A dire vrai, ce grand marché, où ne se vendait guère plus qu’une empreinte de souvenirs, n’était aussi que la mise d’un peu d’encre sur des paperasses. Ce qui en résulte, toutefois, est l’immense et inimaginable allégement de pensée que j’éprouve et qui me dit combien était grosse la part de raison que je dépensais ici, si inutilement. Il est impossible que cela n’ait pas sa répercussion, désormais, sur l’art que je fais, et que vous aimez, dont j’ai le souci impersonnel, croyez-le bien.

On a dit que ce qui procure le plus de bonheur à l’homme est la vue des choses qui ne lui appartiennent pas, comme la mer, la montagne ou un bel acte d’héroïsme.
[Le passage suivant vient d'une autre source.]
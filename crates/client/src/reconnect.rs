//! Backoff schedule for re-establishing the event stream.
//!
//! [`reconnect_loop`] sleeps, dials, and repeats with growing delays
//! (1s, 2s, 4s ... capped at 30s by default) until a session is open or
//! the [`CancellationToken`] fires.

use std::time::Duration;

use tokio_util::sync::CancellationToken;

use crate::client::{StreamClient, StreamConnection};

#[derive(Debug, Clone)]
pub struct ReconnectConfig {
    /// Wait before the first redial.
    pub initial_delay: Duration,
    /// Ceiling for the wait between redials.
    pub max_delay: Duration,
    pub multiplier: f64,
}

impl Default for ReconnectConfig {
    fn default() -> Self {
        Self {
            initial_delay: Duration::from_secs(1),
            max_delay: Duration::from_secs(30),
            multiplier: 2.0,
        }
    }
}

impl ReconnectConfig {
    /// The infinite delay schedule described by this config.
    pub fn schedule(&self) -> Backoff<'_> {
        Backoff {
            config: self,
            next: self.initial_delay.min(self.max_delay),
        }
    }
}

/// Delay that follows `current` under `config`, clamped to `max_delay`.
pub fn next_delay(current: Duration, config: &ReconnectConfig) -> Duration {
    let millis = (current.as_millis() as f64 * config.multiplier) as u64;
    Duration::from_millis(millis).min(config.max_delay)
}

/// Iterator over successive redial delays. Never ends.
#[derive(Debug, Clone)]
pub struct Backoff<'a> {
    config: &'a ReconnectConfig,
    next: Duration,
}

impl Iterator for Backoff<'_> {
    type Item = Duration;

    fn next(&mut self) -> Option<Duration> {
        let current = self.next;
        self.next = next_delay(current, self.config);
        Some(current)
    }
}

/// Redial `client` until a session opens.
///
/// Returns `None` as soon as `cancel` fires, whether the task is waiting
/// out a delay or in the middle of a handshake.
pub async fn reconnect_loop(
    client: &StreamClient,
    config: &ReconnectConfig,
    cancel: &CancellationToken,
) -> Option<StreamConnection> {
    for (attempt, delay) in (1u32..).zip(config.schedule()) {
        tracing::info!(
            url = %client.base_url(),
            attempt,
            delay_ms = delay.as_millis() as u64,
            "Waiting before redialing event stream",
        );

        let dialed = cancel
            .run_until_cancelled(async {
                tokio::time::sleep(delay).await;
                client.connect().await
            })
            .await;

        match dialed {
            None => {
                tracing::info!(url = %client.base_url(), "Redial cancelled");
                return None;
            }
            Some(Ok(conn)) => {
                tracing::info!(attempt, sid = %conn.sid, "Event stream re-established");
                return Some(conn);
            }
            Some(Err(e)) => {
                tracing::warn!(attempt, error = %e, "Redial failed");
            }
        }
    }
    None
}

#[cfg(test)]
mod tests {
    use super::*;

    fn secs(schedule: impl Iterator<Item = Duration>, n: usize) -> Vec<u64> {
        schedule.take(n).map(|d| d.as_secs()).collect()
    }

    #[test]
    fn default_schedule_doubles_then_caps() {
        let config = ReconnectConfig::default();
        assert_eq!(secs(config.schedule(), 8), vec![1, 2, 4, 8, 16, 30, 30, 30]);
    }

    #[test]
    fn initial_delay_above_cap_is_clamped() {
        let config = ReconnectConfig {
            initial_delay: Duration::from_secs(90),
            ..Default::default()
        };
        assert_eq!(secs(config.schedule(), 2), vec![30, 30]);
    }

    #[test]
    fn custom_multiplier_is_respected() {
        let config = ReconnectConfig {
            initial_delay: Duration::from_millis(100),
            max_delay: Duration::from_secs(1),
            multiplier: 3.0,
        };
        let millis: Vec<u128> = config.schedule().take(4).map(|d| d.as_millis()).collect();
        assert_eq!(millis, vec![100, 300, 900, 1000]);
    }

    #[tokio::test]
    async fn cancelled_token_returns_none() {
        let cancel = CancellationToken::new();
        cancel.cancel();

        let client = StreamClient::new("ws://127.0.0.1:9");
        let result = reconnect_loop(&client, &ReconnectConfig::default(), &cancel).await;
        assert!(result.is_none());
    }

    #[tokio::test(start_paused = true)]
    async fn cancel_during_delay_returns_promptly() {
        let cancel = CancellationToken::new();
        let client = StreamClient::new("ws://127.0.0.1:9");
        let config = ReconnectConfig {
            initial_delay: Duration::from_secs(60),
            max_delay: Duration::from_secs(60),
            multiplier: 1.0,
        };

        let trigger = cancel.clone();
        tokio::spawn(async move {
            tokio::time::sleep(Duration::from_secs(1)).await;
            trigger.cancel();
        });

        assert!(reconnect_loop(&client, &config, &cancel).await.is_none());
    }
}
C’est évident ; mais le bonheur et la production d’art ne viennent pas du même alambic et je persiste à croire, plus que jamais, que l’écrivain qui fait un livre dans une chambre d’hôtel n’est qu’un dilettante, et que l’artiste qui produit vrai, humainement vrai, a besoin, tout comme les autres hommes, d’exercer sa passion sur des choses, fût-ce celles de sa possession. Il participe des choses qu’il s’approprie et il n’est pas dans l’abstraction tant qu’on pourrait le croire.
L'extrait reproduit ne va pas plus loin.